Optimization problems in which some or all of the variables are constrained to take integer values are of broad applicability in a wide range of fields, ranging from medicine and healthcare to banking and finance to environmental management and conservation. Over recent decades, exact algorithms for their solution have become faster and more efficient, culminating in a variety of commercial software platforms and public domain codes that provide exceptional capability for solving practical problems to optimality. However, this seems to have only increased the appetite of practitioners to solve ever-larger problems, which challenge the state-of-the-art. In this talk, we bring together two apparently disparate observations: (i) many practical problems have decomposable structure and (ii) despite the enormous strides in solution algorithms, one key element common to all of them, namely, the branching rule, has remained largely untouched since it was first presented in the 1960’s. Yet the branching rule defines how the search space is divided in the “divide-and-conquer’’ paradigm that forms the basis of all exact algorithms; it is central to the algorithm. Here, we will describe a new idea for exploiting decomposable structure in problems to derive alternative, powerful, new branching rules. These rules are demonstrated to speed up commercial solvers by orders of magnitude, on two classes of problems having different characteristics. The potential to generalize these ideas will also be discussed.

 

Bio:

Natashia Boland is a professor in the Stewart School of Industrial & Systems Engineering at the Georgia Institute of Technology. She received her BSc(Hons) and PhD from the University of Western Australia in 1988 and 1992, respectively. After completing two years of postdoctoral research in 1994 and 1995, at the University of Waterloo, Canada, and Georgia Tech, respectively, she took up her first faculty position in her home country of Australia, in the Department of Mathematics and Statistics at the University of Melbourne. In 2008 she moved the University of Newcastle, Australia, to take up a position as Professor of Applied Mathematics, where she remained until moving, in 2015, to take up her current position.

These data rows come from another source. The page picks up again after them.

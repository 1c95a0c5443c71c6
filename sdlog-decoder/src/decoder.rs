//! Main decoder API
//!
//! `LogDecoder` owns the byte source for one decode pass. Opening it parses
//! and validates the header; iterating it yields `DecodedRecord`s lazily until
//! the entry stream ends. Anomalies that do not stop decoding are collected on
//! a separate diagnostic channel.

use crate::config::DecoderConfig;
use crate::entry::EntryDecoder;
use crate::header::read_system_header;
use crate::payload::PayloadInterpreter;
use crate::reader::FrameReader;
use crate::timestamp::{CorrelatedTime, TimestampCorrelator};
use crate::types::{
    DecodedRecord, DecoderError, Diagnostic, EntryHeader, Result, SystemHeader, Timebase,
};
use serde::Serialize;
use std::fs::File;
use std::io::{BufReader, Read, Seek};
use std::iter::FusedIterator;
use std::path::Path;

/// Lifecycle of a decode pass
#[derive(Debug, Clone, Copy, PartialEq, Eq, Serialize)]
#[serde(rename_all = "snake_case")]
pub enum DecoderState {
    /// Source opened, header not yet validated
    ///
    /// Header validation happens inside `open`/`from_reader`, which return
    /// the error instead of a decoder, so a constructed `LogDecoder` never
    /// reports this state.
    Start,
    /// Header validated, cursor at the data offset
    HeaderParsed,
    /// At least one entry requested
    Streaming,
    /// Entry stream ended normally
    Done,
    /// Entry stream ended on a truncated tail or I/O failure
    Failed,
}

/// Counters for one decode pass
#[derive(Debug, Clone, Default, PartialEq, Eq, Serialize)]
pub struct DecodeSummary {
    pub records: u64,
    pub desync_bytes: u64,
    pub malformed_frames: u64,
    pub trailing_bytes: u64,
    pub resyncs_abandoned: u64,
    pub truncated_tail: bool,
}

impl DecodeSummary {
    fn observe(&mut self, diagnostic: &Diagnostic) {
        match diagnostic {
            Diagnostic::Desync { .. } => self.desync_bytes += 1,
            Diagnostic::ResyncAbandoned { .. } => self.resyncs_abandoned += 1,
            Diagnostic::MalformedCanFrame { .. } => self.malformed_frames += 1,
            Diagnostic::TrailingBytes { len, .. } => self.trailing_bytes += len,
            Diagnostic::TruncatedTail { .. } => self.truncated_tail = true,
        }
    }
}

/// Streaming decoder over one log source
pub struct LogDecoder<R> {
    reader: FrameReader<R>,
    header: SystemHeader,
    config: DecoderConfig,
    entries: EntryDecoder,
    correlator: TimestampCorrelator,
    interpreter: PayloadInterpreter,
    state: DecoderState,
    next_sequence: u64,
    diagnostics: Vec<Diagnostic>,
    summary: DecodeSummary,
}

impl LogDecoder<BufReader<File>> {
    /// Open a log file and validate its header
    ///
    /// # Example
    /// ```no_run
    /// use sdlog_decoder::{DecoderConfig, LogDecoder};
    /// use std::path::Path;
    ///
    /// let decoder = LogDecoder::open(Path::new("LOG.TXT"), DecoderConfig::new()).unwrap();
    /// for record in decoder {
    ///     match record {
    ///         Ok(record) => println!("#{} {}", record.sequence_number, record.render_content()),
    ///         Err(e) => eprintln!("Error: {}", e),
    ///     }
    /// }
    /// ```
    pub fn open(path: &Path, config: DecoderConfig) -> Result<Self> {
        log::info!("Opening log file: {:?}", path);
        let file = File::open(path)?;
        Self::from_reader(BufReader::new(file), config)
    }
}

impl<R: Read + Seek> LogDecoder<R> {
    /// Wrap any seekable source and validate its header
    pub fn from_reader(source: R, config: DecoderConfig) -> Result<Self> {
        let mut reader = FrameReader::new(source)?;
        log::debug!("Source is {} bytes, validating header", reader.len());

        let header = read_system_header(&mut reader, config.schema)?;

        let layout = header.schema.layout();
        let correlator = TimestampCorrelator::new(&header, config.anchor);
        log::info!(
            "Timebase: {} (anchor {:?}, sys_base {} us, epoch {} us)",
            correlator.timebase(),
            config.anchor,
            header.sys_base_us,
            header.epoch_time_us
        );

        Ok(Self {
            reader,
            entries: EntryDecoder::new(layout.entry, &config),
            correlator,
            interpreter: PayloadInterpreter::new(header.channel_format),
            header,
            config,
            state: DecoderState::HeaderParsed,
            next_sequence: 1,
            diagnostics: Vec::new(),
            summary: DecodeSummary::default(),
        })
    }

    /// Validated file header
    pub fn header(&self) -> &SystemHeader {
        &self.header
    }

    /// Timebase of `absolute_time_us` in the records
    pub fn timebase(&self) -> Timebase {
        self.correlator.timebase()
    }

    pub fn state(&self) -> DecoderState {
        self.state
    }

    pub fn config(&self) -> &DecoderConfig {
        &self.config
    }

    /// Current byte offset of the read cursor
    pub fn position(&self) -> u64 {
        self.reader.position()
    }

    /// Diagnostics collected since the last `take_diagnostics`
    pub fn diagnostics(&self) -> &[Diagnostic] {
        &self.diagnostics
    }

    /// Drain the collected diagnostics
    pub fn take_diagnostics(&mut self) -> Vec<Diagnostic> {
        std::mem::take(&mut self.diagnostics)
    }

    /// Counters for the pass so far
    pub fn summary(&self) -> &DecodeSummary {
        &self.summary
    }

    fn next_record(&mut self) -> Result<Option<DecodedRecord>> {
        let mark = self.diagnostics.len();
        let entry = self.entries.next_entry(&mut self.reader, &mut self.diagnostics);
        self.observe_since(mark);

        let Some(entry) = entry? else {
            return Ok(None);
        };

        let sequence_number = self.next_sequence;
        self.next_sequence += 1;

        let time = self.correlator.correlate(entry.header.device_time_us);
        let (record, diagnostic) = assemble_record(
            sequence_number,
            entry.offset,
            &entry.header,
            entry.payload,
            time,
            self.correlator.timebase(),
            &self.interpreter,
        );
        if let Some(diagnostic) = diagnostic {
            self.push_diagnostic(diagnostic);
        }

        self.summary.records += 1;
        Ok(Some(record))
    }

    fn push_diagnostic(&mut self, diagnostic: Diagnostic) {
        self.diagnostics.push(diagnostic);
        self.observe_since(self.diagnostics.len() - 1);
    }

    fn observe_since(&mut self, mark: usize) {
        for diagnostic in &self.diagnostics[mark..] {
            if !matches!(diagnostic, Diagnostic::Desync { .. }) {
                log::debug!("{}", diagnostic);
            }
            self.summary.observe(diagnostic);
        }
    }

    fn fail(&mut self, error: &DecoderError) {
        if let DecoderError::TruncatedEntry {
            offset,
            payload_len,
            available,
            ..
        } = error
        {
            self.push_diagnostic(Diagnostic::TruncatedTail {
                offset: *offset,
                payload_len: *payload_len,
                available: *available,
            });
        }
        log::debug!("Decoder failed at 0x{:X}: {}", self.reader.position(), error);
        self.state = DecoderState::Failed;
    }
}

impl<R: Read + Seek> Iterator for LogDecoder<R> {
    type Item = Result<DecodedRecord>;

    fn next(&mut self) -> Option<Self::Item> {
        if matches!(self.state, DecoderState::Done | DecoderState::Failed) {
            return None;
        }

        if let Some(limit) = self.config.max_records {
            if self.summary.records >= limit {
                log::debug!("Record limit {} reached", limit);
                self.state = DecoderState::Done;
                return None;
            }
        }

        self.state = DecoderState::Streaming;
        match self.next_record() {
            Ok(Some(record)) => Some(Ok(record)),
            Ok(None) => {
                log::debug!("End of entry stream after {} records", self.summary.records);
                self.state = DecoderState::Done;
                None
            }
            Err(e) => {
                self.fail(&e);
                Some(Err(e))
            }
        }
    }
}

impl<R: Read + Seek> FusedIterator for LogDecoder<R> {}

/// Build a record from a framed entry; also returns the diagnostic for a
/// payload that had to be degraded
pub(crate) fn assemble_record(
    sequence_number: u64,
    file_offset: u64,
    header: &EntryHeader,
    payload: Vec<u8>,
    time: CorrelatedTime,
    timebase: Timebase,
    interpreter: &PayloadInterpreter,
) -> (DecodedRecord, Option<Diagnostic>) {
    let interpreted = interpreter.interpret(payload);
    let diagnostic = interpreted.malformed.map(|e| Diagnostic::MalformedCanFrame {
        offset: file_offset,
        sequence_number,
        reason: match e {
            DecoderError::MalformedCanFrame(reason) => reason,
            other => other.to_string(),
        },
    });

    let record = DecodedRecord {
        sequence_number,
        file_offset,
        device_time_us: header.device_time_us,
        relative_time_us: time.relative_time_us,
        absolute_time_us: time.absolute_time_us,
        timebase,
        entry_type: header.entry_type,
        payload_len: header.payload_len,
        payload: interpreted.view,
    };
    (record, diagnostic)
}

#[cfg(test)]
mod tests {
    use super::*;
    use crate::encoder::{HeaderSpec, LogEncoder};
    use crate::schema::HeaderSchema;
    use crate::types::{ChannelFormat, PayloadView};
    use std::io::Cursor;

    fn text_log() -> LogEncoder {
        LogEncoder::new(&HeaderSpec {
            epoch_time_us: 1_700_000_000_000_000,
            sys_base_us: 1_000,
            channel_format: ChannelFormat::Text,
            ..HeaderSpec::default()
        })
    }

    #[test]
    fn test_state_transitions() {
        let mut encoder = text_log();
        encoder.push_entry(0, 1_500, b"hello");
        let mut decoder =
            LogDecoder::from_reader(Cursor::new(encoder.into_bytes()), DecoderConfig::new())
                .unwrap();

        assert_eq!(decoder.state(), DecoderState::HeaderParsed);
        assert!(decoder.next().unwrap().is_ok());
        assert_eq!(decoder.state(), DecoderState::Streaming);
        assert!(decoder.next().is_none());
        assert_eq!(decoder.state(), DecoderState::Done);
        assert!(decoder.next().is_none());
    }

    #[test]
    fn test_record_fields() {
        let mut encoder = text_log();
        encoder.push_entry(4, 1_500, b"GET /status\n");
        let mut decoder =
            LogDecoder::from_reader(Cursor::new(encoder.into_bytes()), DecoderConfig::new())
                .unwrap();

        let record = decoder.next().unwrap().unwrap();

        assert_eq!(record.sequence_number, 1);
        assert_eq!(record.file_offset, 1024);
        assert_eq!(record.device_time_us, 1_500);
        assert_eq!(record.relative_time_us, 500);
        assert_eq!(record.absolute_time_us, 1_700_000_000_000_500);
        assert_eq!(record.timebase, Timebase::Epoch);
        assert_eq!(record.entry_type, 4);
        assert_eq!(record.payload_len, 12);
        match record.payload {
            PayloadView::Text(text) => assert_eq!(text.text, "GET /status"),
            other => panic!("expected text payload, got {:?}", other),
        }
    }

    #[test]
    fn test_max_records_limit() {
        let mut encoder = text_log();
        for i in 0..5 {
            encoder.push_entry(0, 2_000 + i, b"x");
        }
        let decoder = LogDecoder::from_reader(
            Cursor::new(encoder.into_bytes()),
            DecoderConfig::new().with_max_records(2),
        )
        .unwrap();

        assert_eq!(decoder.count(), 2);
    }

    #[test]
    fn test_malformed_can_frame_is_diagnosed() {
        let mut encoder = LogEncoder::new(&HeaderSpec {
            channel_format: ChannelFormat::Can,
            ..HeaderSpec::default()
        });
        encoder.push_entry(0, 10, &[0u8; 4]);
        let mut decoder =
            LogDecoder::from_reader(Cursor::new(encoder.into_bytes()), DecoderConfig::new())
                .unwrap();

        let record = decoder.next().unwrap().unwrap();

        assert_eq!(record.payload, PayloadView::Raw { bytes: vec![0; 4] });
        assert_eq!(decoder.summary().malformed_frames, 1);
        assert!(matches!(
            decoder.diagnostics(),
            [Diagnostic::MalformedCanFrame { offset: 1024, sequence_number: 1, .. }]
        ));
        assert!(decoder.next().is_none());
        assert_eq!(decoder.state(), DecoderState::Done);
    }

    #[test]
    fn test_forced_schema_mismatch() {
        let bytes = text_log().into_bytes();
        let result = LogDecoder::from_reader(
            Cursor::new(bytes),
            DecoderConfig::new().with_schema(HeaderSchema::Unified),
        );
        assert!(matches!(result, Err(DecoderError::HeaderSchema(_))));
    }

    #[test]
    fn test_open_missing_file() {
        let result = LogDecoder::open(Path::new("nonexistent.log"), DecoderConfig::new());
        assert!(matches!(result, Err(DecoderError::IoError(_))));
    }

    #[test]
    fn test_take_diagnostics_drains() {
        let mut encoder = text_log();
        encoder.push_raw(&[0x01, 0x02]);
        encoder.push_entry(0, 1_000, b"a");
        let mut decoder =
            LogDecoder::from_reader(Cursor::new(encoder.into_bytes()), DecoderConfig::new())
                .unwrap();

        decoder.next().unwrap().unwrap();
        assert_eq!(decoder.take_diagnostics().len(), 2);
        assert!(decoder.diagnostics().is_empty());
        assert_eq!(decoder.summary().desync_bytes, 2);
    }
}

Dr. Boland is an expert in the field of integer linear programming and discrete optimization, and an exponent of its application to address complex problems in government and industry. Her contributions to the field have spanned theory, algorithms, modeling and applications, in mining, defense, renewable energy, airline planning, freight transport, port logistics and environmental water management.

Recently, her methodological work has focused on two main directions. Seeking better solution of planning problems in time-space networks, she has developed techniques that generate only the parts of the network really needed to determine near-optimal solutions, with high accuracy and in far faster computing times than previously available. The second is on addressing problems with multiple objectives. She is developing technology that can efficiently, in practice, offer the decision-maker a comprehensive view of the trade-offs available to them, given the constraints of their system. Such technology is especially helpful in settings in which issues such as fairness, risk, environmental impact, and human factors, as well as costs or profits, play an important role in the decision-making.

Dr Boland has published more than 70 refereed journal articles and has graduated 20 PhD students. Her research is currently supported by NSF, UPS and Optym.